Trouble Understanding Slicing

kw_martin · March 31, 2020, 9:30pm

In the following code, I can’t understand why sum(a[1,:],dims=2) gives a different answer then the first row of sum(a[1:2,:],dims=2).

julia> a = [1 2 3 4; 5 6 7 8; 9 10 11 12];

julia> sum(a, dims=2)
3×1 Array{Int64,2}:
 10
 26
 42

julia> sum(a[1:2,:], dims=2)
2×1 Array{Int64,2}:
 10
 26

julia> sum(a[1,:], dims=2)
4-element Array{Int64,1}:
 1
 2
 3
 4

julia>

mbauman · March 31, 2020, 9:44pm

When tackling things like this, I always recommend simplifying things as much as possible to figure it out.

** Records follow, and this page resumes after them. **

//! Circular bit buffer backed by 64-bit words.
//!
//! The buffer exposes `64 * words` bit positions. Bit 0 of each word is its
//! most-significant bit. Every position is taken modulo [`BitBuffer::len`],
//! so ranges may run off the end and continue at the start.
//!
//! Ranges are half-open `[start, end)` in bit positions. Block arithmetic
//! converts them to whole words: [`BitBuffer::convert_loc`] maps an inclusive
//! start, [`BitBuffer::convert_end`] maps an exclusive end.

use std::fmt;

/// Number of bits in one buffer word.
pub const WORD_BITS: usize = 64;

/// A fixed-length circular sequence of bits.
#[derive(Clone, Default, PartialEq, Eq, Hash)]
pub struct BitBuffer {
    words: Vec<u64>,
}

impl BitBuffer {
    /// Create a zeroed buffer of `num_words` words.
    pub fn new(num_words: usize) -> Self {
        Self {
            words: vec![0; num_words],
        }
    }

    /// Wrap an existing word sequence.
    pub fn from_words(words: Vec<u64>) -> Self {
        Self { words }
    }

    /// The backing words.
    pub fn words(&self) -> &[u64] {
        &self.words
    }

    pub(crate) fn words_mut(&mut self) -> &mut [u64] {
        &mut self.words
    }

    /// Consume the buffer, returning its words.
    pub fn into_words(self) -> Vec<u64> {
        self.words
    }

    /// Number of backing words.
    pub fn num_words(&self) -> usize {
        self.words.len()
    }

    /// Whether the buffer has no words at all.
    pub fn is_empty(&self) -> bool {
        self.words.is_empty()
    }

    /// Number of addressable bits.
    pub fn len(&self) -> usize {
        self.words.len() * WORD_BITS
    }

    /// Read the bit at `pos`.
    pub fn get(&self, pos: usize) -> bool {
        let (bin, offset) = self.convert_loc(pos);
        self.words[bin] & bit(offset) != 0
    }

    /// Set the bit at `pos` to one.
    pub fn set(&mut self, pos: usize) {
        let (bin, offset) = self.convert_loc(pos);
        self.words[bin] |= bit(offset);
    }

    /// Set the bit at `pos` to zero.
    pub fn clear(&mut self, pos: usize) {
        let (bin, offset) = self.convert_loc(pos);
        self.words[bin] &= !bit(offset);
    }

    /// Word index and bit offset of `pos`.
    pub fn convert_loc(&self, pos: usize) -> (usize, u32) {
        let bin = (pos / WORD_BITS) % self.num_words();
        let offset = (pos % WORD_BITS) as u32;
        (bin, offset)
    }

    /// Word index and bit offset of `pos` taken as an exclusive end.
    ///
    /// The offset is in `1..=64`. Position 0 maps to offset 64 of the last
    /// word, which lets a range ending at the buffer boundary keep its last
    /// word whole.
    pub fn convert_end(&self, pos: usize) -> (usize, u32) {
        let pos = pos % self.len();
        if pos == 0 {
            return (self.num_words() - 1, WORD_BITS as u32);
        }
        let last = pos - 1;
        (last / WORD_BITS, (last % WORD_BITS) as u32 + 1)
    }

    /// Number of blocks touched by the half-open range `[start, end)`.
    ///
    /// Returns 1 when `start == end`. A range that wraps past the end of the
    /// buffer counts the blocks on both sides, so a range that starts and ends
    /// inside the same word after wrapping counts that word twice.
    pub fn delta(&self, start: usize, end: usize) -> usize {
        let len = self.len();
        let start = start % len;
        let end = end % len;
        if start == end {
            return 1;
        }

        let last = (end + len - 1) % len;
        let first_block = start / WORD_BITS;
        let last_block = last / WORD_BITS;
        if last >= start {
            last_block - first_block + 1
        } else {
            self.num_words() - first_block + last_block + 1
        }
    }

    /// Physical word for a logical block index that may run past the end.
    pub fn get_bin(&self, block: usize) -> usize {
        block % self.num_words()
    }

    /// Zero every bit in the half-open range `[start, end)`.
    ///
    /// Wraps past the end of the buffer when `end` is before `start`.
    /// An empty range (`start == end`) leaves the buffer untouched.
    pub fn clear_range(&mut self, start: usize, end: usize) {
        if start % self.len() == end % self.len() {
            return;
        }

        let num_blocks = self.delta(start, end);
        let (first_block, mut first_bit) = self.convert_loc(start);
        let (_, end_bit) = self.convert_end(end);

        for i in 0..num_blocks {
            let block = self.get_bin(first_block + i);
            let last_bit = if i == num_blocks - 1 {
                end_bit
            } else {
                WORD_BITS as u32
            };
            self.words[block] &= bit_mask_range(first_bit, last_bit);
            first_bit = 0;
        }
    }

    /// Copy the words covering `[start, end)` into a new buffer.
    ///
    /// Bits of the first word that precede `start` are set to one, and bits of
    /// the last word from `end` on are set to zero. When `start == end` the
    /// single block holding `start` is copied.
    pub fn copy(&self, start: usize, end: usize) -> BitBuffer {
        self.copy_blocks(start, end, self.delta(start, end))
    }

    /// Like [`copy`](Self::copy) with the number of blocks given explicitly.
    ///
    /// Needed when the range covers the whole buffer, where `start == end`
    /// does not identify how many blocks are wanted.
    pub(crate) fn copy_blocks(&self, start: usize, end: usize, num_blocks: usize) -> BitBuffer {
        let (first_block, first_bit) = self.convert_loc(start);
        let (_, end_bit) = self.convert_end(end);

        let mut words: Vec<u64> = (0..num_blocks.max(1))
            .map(|i| self.words[self.get_bin(first_block + i)])
            .collect();

        words[0] |= !bit_mask_range(0, first_bit);
        if let Some(last) = words.last_mut() {
            *last &= bit_mask_range(end_bit, WORD_BITS as u32);
        }

        BitBuffer { words }
    }

    /// Word-wise material implication `!mask | self`.
    ///
    /// # Panics
    ///
    /// Panics if the buffers differ in length. Callers size both operands from
    /// the same window, so a mismatch is a logic error.
    pub fn implies(&self, mask: &BitBuffer) -> BitBuffer {
        if self.words.len() != mask.words.len() {
            panic!(
                "cannot imply buffers of different lengths: {} != {}",
                self.words.len(),
                mask.words.len()
            );
        }

        let words = self
            .words
            .iter()
            .zip(&mask.words)
            .map(|(&a, &m)| !m | a)
            .collect();
        BitBuffer { words }
    }

    /// A new buffer of `num_words` words holding this buffer's words at the
    /// front and zeros after.
    pub fn extend(&self, num_words: usize) -> BitBuffer {
        let mut words = vec![0u64; num_words];
        let n = num_words.min(self.words.len());
        words[..n].copy_from_slice(&self.words[..n]);
        BitBuffer { words }
    }
}

impl fmt::Debug for BitBuffer {
    fn fmt(&self, f: &mut fmt::Formatter<'_>) -> fmt::Result {
        f.debug_list()
            .entries(self.words.iter().map(|w| hex::encode(w.to_be_bytes())))
            .finish()
    }
}

impl From<Vec<u64>> for BitBuffer {
    fn from(words: Vec<u64>) -> Self {
        Self::from_words(words)
    }
}

/// Single-bit mask for an MSB-first offset.
#[inline]
fn bit(offset: u32) -> u64 {
    1u64 << (63 - offset)
}

/// Word with ones at MSB-first offsets `[lo, hi)`.
pub(crate) fn ones_between(lo: u32, hi: u32) -> u64 {
    if lo >= hi {
        return 0;
    }
    let from_lo = u64::MAX.checked_shr(lo).unwrap_or(0);
    let before_hi = !u64::MAX.checked_shr(hi).unwrap_or(0);
    from_lo & before_hi
}

/// Word with zeros in `[start, end)` and ones elsewhere.
///
/// When `start > end` the roles swap: ones in `[end, start)` and zeros
/// outside it.
pub fn bit_mask_range(start: u32, end: u32) -> u64 {
    if start <= end {
        !ones_between(start, end)
    } else {
        ones_between(end, start)
    }
}

#[cfg(test)]
mod tests {
    use super::*;

    const MAX: u64 = u64::MAX;

    #[test]
    fn test_get_set_clear_msb_first() {
        let mut buf = BitBuffer::new(2);
        buf.set(0);
        assert_eq!(buf.words(), &[1 << 63, 0]);

        buf.set(64 + 63);
        assert_eq!(buf.words(), &[1 << 63, 1]);
        assert!(buf.get(127));
        assert!(!buf.get(126));

        buf.clear(0);
        assert_eq!(buf.words(), &[0, 1]);
    }

    #[test]
    fn test_positions_wrap() {
        let mut buf = BitBuffer::new(2);
        buf.set(128 + 5);
        assert!(buf.get(5));
        assert!(buf.get(5 + 3 * 128));
    }

    #[test]
    fn test_convert_loc() {
        let buf = BitBuffer::new(3);
        assert_eq!(buf.convert_loc(0), (0, 0));
        assert_eq!(buf.convert_loc(63), (0, 63));
        assert_eq!(buf.convert_loc(64), (1, 0));
        assert_eq!(buf.convert_loc(191), (2, 63));
        assert_eq!(buf.convert_loc(192), (0, 0));
    }

    #[test]
    fn test_convert_end() {
        let buf = BitBuffer::new(3);
        assert_eq!(buf.convert_end(0), (2, 64));
        assert_eq!(buf.convert_end(1), (0, 1));
        assert_eq!(buf.convert_end(64), (0, 64));
        assert_eq!(buf.convert_end(65), (1, 1));
        assert_eq!(buf.convert_end(192), (2, 64));
    }

    #[test]
    fn test_delta() {
        let buf = BitBuffer::new(5);
        assert_eq!(buf.delta(0, 0), 1);
        assert_eq!(buf.delta(0, 64), 1);
        assert_eq!(buf.delta(0, 65), 2);
        assert_eq!(buf.delta(60, 70), 2);
        assert_eq!(buf.delta(300, 0), 1);
        assert_eq!(buf.delta(300, 10), 2);
        assert_eq!(buf.delta(10, 5), 6);
    }

    #[test]
    fn test_get_bin() {
        let buf = BitBuffer::new(5);
        assert_eq!(buf.get_bin(3), 3);
        assert_eq!(buf.get_bin(5), 0);
        assert_eq!(buf.get_bin(12), 2);
    }

    #[test]
    fn test_bit_mask_range() {
        assert_eq!(bit_mask_range(0, 64), 0);
        assert_eq!(bit_mask_range(0, 0), MAX);
        assert_eq!(bit_mask_range(64, 64), MAX);
        assert_eq!(bit_mask_range(0, 1), MAX >> 1);
        assert_eq!(bit_mask_range(63, 64), MAX << 1);
        assert_eq!(bit_mask_range(4, 8), !0x0f00_0000_0000_0000);
        // Inverted selection keeps only [8, 60).
        assert_eq!(bit_mask_range(60, 8), 0x00ff_ffff_ffff_fff0);
    }

    #[test]
    fn test_clear_range_within_word() {
        let mut buf = BitBuffer::from_words(vec![MAX, MAX]);
        buf.clear_range(4, 8);
        assert_eq!(buf.words(), &[!0x0f00_0000_0000_0000, MAX]);
    }

    #[test]
    fn test_clear_range_across_words() {
        let mut buf = BitBuffer::from_words(vec![MAX, MAX, MAX]);
        buf.clear_range(60, 130);
        assert_eq!(buf.words(), &[MAX << 4, 0, !(MAX << 62)]);
    }

    #[test]
    fn test_clear_range_wraps() {
        let mut buf = BitBuffer::from_words(vec![MAX, MAX, MAX]);
        buf.clear_range(188, 2);
        assert_eq!(buf.words(), &[MAX >> 2, MAX, MAX << 4]);
    }

    #[test]
    fn test_clear_range_wraps_within_single_word() {
        let mut buf = BitBuffer::from_words(vec![MAX, MAX]);
        buf.clear_range(10, 5);
        assert_eq!(buf.words(), &[(MAX >> 5) & !(MAX >> 10), 0]);
        assert!(buf.get(5));
        assert!(buf.get(9));
        assert!(!buf.get(4));
        assert!(!buf.get(10));
    }

    #[test]
    fn test_clear_range_empty_is_noop() {
        let mut buf = BitBuffer::from_words(vec![MAX, MAX]);
        buf.clear_range(64, 64);
        buf.clear_range(0, 128);
        assert_eq!(buf.words(), &[MAX, MAX]);
    }

    #[test]
    fn test_copy_pads_edges() {
        let buf = BitBuffer::from_words(vec![0, 0, 0]);
        let copied = buf.copy(70, 130);
        // Bits before 70 in word 1 are set, bits from 130 on in word 2 are clear.
        assert_eq!(copied.words(), &[!(MAX >> 6), 0]);
    }

    #[test]
    fn test_copy_keeps_interior() {
        let buf = BitBuffer::from_words(vec![0, MAX, 0xdead_beef, 0]);
        let copied = buf.copy(64, 192);
        assert_eq!(copied.words(), &[MAX, 0xdead_beef]);
    }

    #[test]
    fn test_copy_wraps() {
        let buf = BitBuffer::from_words(vec![MAX, 0, 7]);
        let copied = buf.copy(128, 64);
        assert_eq!(copied.words(), &[7, MAX]);
    }

    #[test]
    fn test_implies() {
        let a = BitBuffer::from_words(vec![0b1100, 0]);
        let mask = BitBuffer::from_words(vec![0b1010, MAX]);
        let result = a.implies(&mask);
        assert_eq!(result.words(), &[!0b0010u64, 0]);
    }

    #[test]
    #[should_panic(expected = "different lengths")]
    fn test_implies_length_mismatch_panics() {
        let a = BitBuffer::new(2);
        let mask = BitBuffer::new(3);
        let _ = a.implies(&mask);
    }

    #[test]
    fn test_extend() {
        let buf = BitBuffer::from_words(vec![1, 2]);
        assert_eq!(buf.extend(4).words(), &[1, 2, 0, 0]);
        assert_eq!(buf.extend(1).words(), &[1]);
    }

    #[test]
    fn test_debug_is_hex() {
        let buf = BitBuffer::from_words(vec![0xff]);
        assert_eq!(format!("{:?}", buf), "[\"00000000000000ff\"]");
    }
}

In this case, removing the sum does the trick:

So summing across the 2nd dimension in the latter case is a no-op, because there is no second dimension! This happens because Julia drops dimensions indexed by a scalar. If you want to preserve that dimension, just use a vector like [1] or 1:1 instead. More details on indexing are here:

https://docs.julialang.org/en/v1/manual/arrays/#man-array-indexing-1

kw_martin · April 1, 2020, 1:14am

mbauman, thank you. I could only find two examples in indexing that show this but I couldn’t find any discussions; I scanned through it twice, but didn’t read word for word so I might have missed it. I come from a Matlab background where the shapes and dimensions of matrices are not changed. Indeed, I don’t think Matlab has anything equivalent to vectors; my understanding is that everything is a matrix in Matlab. I am new to Julia, and my largest frustration with Julia is the dropping of dimensions, and automatic conversions from rows to columns; the other frustration is how the packages and environments and revise are set up; I’m hoping I will eventually understand the reasoning behind why vectors are needed at all and why a[1,:] should both drop dimensions and change shape; it just seems counter-intuitive to me.

Oscar_Smith · April 1, 2020, 1:32am

The reason Julia drops dimensions is for consistency. If A is a matrix, most people want A[i,j] to be a scalar. In matlab, scalars don’t exist – this is produces a 1x1 matrix. This sucks for speed and efficiency and also just common sense. The generalization of this rule is that every scalar index drops the result a dimension. (this also comes from the fact that indexing a vector v by v[i] should also produce a scalar). If you want matlab like behavior, however indexing A[[i],:] will produce a column matrix. This is fairly intuitive if you consider that A[[i1,i2],:] needs to be a 2xm matrix, and type stability requires that A[[i],:] has the same type as A[[i1,i2],:].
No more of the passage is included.